**WHAT YOU WILL DO**.
Go through the records and report each line in which the word "read" occurs.

**SOURCE DATA**.
┏━━

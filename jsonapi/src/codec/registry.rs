use std::any::TypeId;
use std::collections::HashMap;
use std::sync::Arc;

use educe::Educe;
use serde::{de::DeserializeOwned, Serialize};
use serde_json::Value;

use super::{document, resource, structural, Cache, Codec, Cursor, KindId, Rule, Shape};
use crate::utils::{is_blank, short_type_name};
use crate::{AnyHandle, Error, Handle, Options, Resource};

/// Registered resource type.
#[derive(Debug, Clone)]
pub(crate) struct Kind {
	pub id: KindId,
	pub rust_type: &'static str,
	pub declared: Option<&'static str>,
	pub decode: fn(Value) -> Result<AnyHandle, Error>,
	pub encode: fn(&AnyHandle) -> Result<Value, Error>,
}

impl Kind {
	pub fn of<T: Resource + Serialize + DeserializeOwned>() -> Self {
		Self {
			id: KindId {
				type_id: TypeId::of::<T>(),
				name: short_type_name::<T>(),
			},
			rust_type: short_type_name::<T>(),
			declared: T::declared_type(),
			decode: decode_attributes::<T>,
			encode: encode_attributes::<T>,
		}
	}

	/// Declared type name, required to be non-blank.
	pub fn type_name(&self) -> Result<&'static str, Error> {
		match self.declared {
			None => Err(Error::UndeclaredType {
				rust_type: self.rust_type,
			}),
			Some(name) if is_blank(name) => Err(Error::BlankTypeName {
				rust_type: self.rust_type,
			}),
			Some(name) => Ok(name),
		}
	}
}

/// Builds a resource from its `attributes` member. An absent member is read
/// as an empty object.
fn decode_attributes<T: Resource + DeserializeOwned>(attributes: Value) -> Result<AnyHandle, Error> {
	let attributes = match attributes {
		Value::Null => Value::Object(Default::default()),
		other => other,
	};

	Ok(AnyHandle::new(serde_json::from_value::<T>(attributes)?))
}

/// Writes the attributes of a resource. Empty attributes give `null`.
fn encode_attributes<T: Resource + Serialize>(handle: &AnyHandle) -> Result<Value, Error> {
	let typed: Handle<T> = handle.downcast().ok_or_else(|| Error::TypeMismatch {
		expected: short_type_name::<T>().to_string(),
		found: handle.rust_type().to_string(),
	})?;

	let value = serde_json::to_value(&*typed.read())?;
	Ok(match value {
		Value::Object(members) if members.is_empty() => Value::Null,
		other => other,
	})
}

/// Resolution chain with its registered kinds and resolved codecs.
#[derive(Educe)]
#[educe(Debug)]
pub struct Registry {
	kinds: Vec<Kind>,

	by_type_id: HashMap<TypeId, usize>,

	by_name: HashMap<&'static str, usize>,

	options: Options,

	#[educe(Debug(ignore))]
	rules: Vec<Box<dyn Rule>>,

	#[educe(Debug(ignore))]
	cache: Cache<Shape, dyn Codec>,
}

impl Registry {
	pub(crate) fn new(kinds: Vec<Kind>, options: Options) -> Result<Self, Error> {
		let mut by_type_id = HashMap::new();
		let mut by_name = HashMap::new();

		for (i, kind) in kinds.iter().enumerate() {
			let name = kind.type_name()?;

			if let Some(&j) = by_name.get(name) {
				let registered: &Kind = &kinds[j];
				return Err(Error::DuplicateTypeName {
					name,
					rust_type: kind.rust_type,
					registered: registered.rust_type,
				});
			}

			by_name.insert(name, i);
			by_type_id.insert(kind.id.type_id, i);
		}

		tracing::debug!(kinds = kinds.len(), ?options, "built resource registry");

		Ok(Self {
			kinds,
			by_type_id,
			by_name,
			options,
			rules: default_rules(),
			cache: Cache::default(),
		})
	}

	pub fn options(&self) -> &Options {
		&self.options
	}

	pub(crate) fn kind(&self, type_id: TypeId) -> Option<&Kind> {
		self.by_type_id.get(&type_id).map(|&i| &self.kinds[i])
	}

	pub(crate) fn kinds(&self) -> &[Kind] {
		&self.kinds
	}

	pub fn is_registered(&self, type_id: TypeId) -> bool {
		self.by_type_id.contains_key(&type_id)
	}

	pub fn type_names(&self) -> impl Iterator<Item = &'static str> + '_ {
		self.by_name.keys().copied()
	}

	/// Codec for `shape`, resolved once and cached.
	pub fn codec(&self, shape: &Shape) -> Result<Arc<dyn Codec>, Error> {
		self.cache.get_or_insert(shape, || {
			let codec = self.resolve(shape, Cursor(0))?;
			tracing::trace!(%shape, "resolved codec");
			Ok(codec)
		})
	}

	/// Codec for `shape` from the rules following `cursor`. Not cached.
	pub fn next_codec(&self, shape: &Shape, cursor: Cursor) -> Result<Arc<dyn Codec>, Error> {
		self.resolve(shape, cursor.next())
	}

	fn resolve(&self, shape: &Shape, from: Cursor) -> Result<Arc<dyn Codec>, Error> {
		for (i, rule) in self.rules.iter().enumerate().skip(from.0) {
			if let Some(codec) = rule.resolve(shape, self, Cursor(i))? {
				return Ok(codec);
			}
		}

		Err(Error::NoCodec {
			shape: shape.to_string(),
		})
	}
}

/// Rules in precedence order.
fn default_rules() -> Vec<Box<dyn Rule>> {
	vec![
		Box::new(structural::VoidRule),
		Box::new(document::DocumentRule),
		Box::new(document::DataRule),
		Box::new(resource::ResourceBaseRule),
		Box::new(resource::ResourceKindRule),
		Box::new(resource::ResourceObjectRule),
		Box::new(structural::StructuralRule::LINKS),
		Box::new(structural::StructuralRule::META),
		Box::new(structural::StructuralRule::RELATION),
		Box::new(structural::StructuralRule::ERRORS),
		Box::new(structural::StructuralRule::JSONAPI),
		Box::new(structural::StructuralRule::IDENTIFIER),
		Box::new(resource::AttributesRule),
	]
}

┗━━

**YOUR RESPONSE**.
/// Builds a resource from its `attributes` member. An absent member is read
	let value = serde_json::to_value(&*typed.read())?;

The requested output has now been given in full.